Records supplied:
○ ○ ○ ○ ○

/*! Tokenization of regular expression source strings.

The tokenizer turns the raw expression into a sequence of [`Token`]s,
handling escapes and normalizing the textual epsilon glyph `ε` to the
reserved internal symbol. No structural validation happens here; unbalanced
parentheses and missing operands are detected by later stages.
*/

use std::fmt::{Display, Formatter};

use crate::Error;

/// The reserved symbol that stands for the empty string.
///
/// Expressions use it as an atom matching the empty string (for example in
/// `a|@`), and the NFA uses it internally for its no-input transitions. It
/// is never part of an automaton's alphabet.
pub const EPSILON: char = '@';

/// The textual epsilon glyph, accepted in expressions as an alias for
/// [`EPSILON`].
const EPSILON_GLYPH: char = 'ε';

/// A single atomic unit of a regular expression.
///
/// Tokens are immutable values compared by content.
#[derive(Debug, Clone, Copy, PartialEq, Eq, Hash)]
pub enum Token {
    /// A single-character literal, including the reserved epsilon symbol.
    Literal(char),
    /// An escaped literal `\x`. Matches `x` as a plain character even when
    /// `x` is an operator or parenthesis.
    Escaped(char),
    /// One of the five operators.
    Operator(Operator),
    /// An opening parenthesis.
    OpenParen,
    /// A closing parenthesis.
    CloseParen,
}

/// The operators recognized in expressions.
#[derive(Debug, Clone, Copy, PartialEq, Eq, Hash)]
pub enum Operator {
    /// Alternation, `a|b`.
    Union,
    /// Concatenation. Implicit in the source text (`ab`), made explicit
    /// during postfix translation.
    Concat,
    /// Zero or more repetitions, `a*`.
    Star,
    /// One or more repetitions, `a+`.
    Plus,
    /// Zero or one occurrence, `a?`.
    Optional,
}

impl Operator {
    /// Binding strength used by the shunting-yard translation. Union binds
    /// weakest, the unary postfix group strongest.
    pub fn precedence(&self) -> u8 {
        match self {
            Operator::Union => 1,
            Operator::Concat => 2,
            Operator::Star | Operator::Plus | Operator::Optional => 3,
        }
    }

    /// True for the unary postfix operators `*`, `+` and `?`.
    pub fn is_unary(&self) -> bool {
        matches!(self, Operator::Star | Operator::Plus | Operator::Optional)
    }

    /// The unary postfix group is right-associative, union and concatenation
    /// are left-associative. For single-operand operators associativity is
    /// immaterial, but it must be encoded consistently so that ties against
    /// an equal-precedence stack top are broken the same way every time.
    pub fn is_right_associative(&self) -> bool {
        self.is_unary()
    }
}

impl Display for Token {
    fn fmt(&self, f: &mut Formatter<'_>) -> std::fmt::Result {
        match self {
            Token::Literal(c) => write!(f, "{}", c),
            Token::Escaped(c) => write!(f, "\\{}", c),
            Token::Operator(Operator::Union) => write!(f, "|"),
            Token::Operator(Operator::Concat) => write!(f, "·"),
            Token::Operator(Operator::Star) => write!(f, "*"),
            Token::Operator(Operator::Plus) => write!(f, "+"),
            Token::Operator(Operator::Optional) => write!(f, "?"),
            Token::OpenParen => write!(f, "("),
            Token::CloseParen => write!(f, ")"),
        }
    }
}

/// Turns a raw expression string into a sequence of tokens.
///
/// Whitespace is ignored. A backslash followed by any character yields a
/// single [`Token::Escaped`] carrying that character; a trailing lone
/// backslash fails with [`Error::TrailingEscape`]. The epsilon glyph `ε` is
/// normalized to [`EPSILON`] before tokenization.
pub fn tokenize(expression: &str) -> Result<Vec<Token>, Error> {
    let mut tokens = Vec::new();
    let mut chars = expression.chars().map(normalize_epsilon);

    while let Some(c) = chars.next() {
        if c.is_whitespace() {
            continue;
        }
        let token = match c {
            '\\' => match chars.next() {
                Some(escaped) => Token::Escaped(escaped),
                None => return Err(Error::TrailingEscape),
            },
            '(' => Token::OpenParen,
            ')' => Token::CloseParen,
            '|' => Token::Operator(Operator::Union),
            '*' => Token::Operator(Operator::Star),
            '+' => Token::Operator(Operator::Plus),
            '?' => Token::Operator(Operator::Optional),
            c => Token::Literal(c),
        };
        tokens.push(token);
    }

    Ok(tokens)
}

fn normalize_epsilon(c: char) -> char {
    if c == EPSILON_GLYPH {
        EPSILON
    } else {
        c
    }
}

○ ○ ○ ○ ○

Work request:
Return exactly, please, the lines of the material from the first one down to and including the line where "an automaton's alphabet." appears.

Output below:
/*! Tokenization of regular expression source strings.

The tokenizer turns the raw expression into a sequence of [`Token`]s,
handling escapes and normalizing the textual epsilon glyph `ε` to the
reserved internal symbol. No structural validation happens here; unbalanced
parentheses and missing operands are detected by later stages.
*/

use std::fmt::{Display, Formatter};

use crate::Error;

/// The reserved symbol that stands for the empty string.
///
/// Expressions use it as an atom matching the empty string (for example in
/// `a|@`), and the NFA uses it internally for its no-input transitions. It
/// is never part of an automaton's alphabet.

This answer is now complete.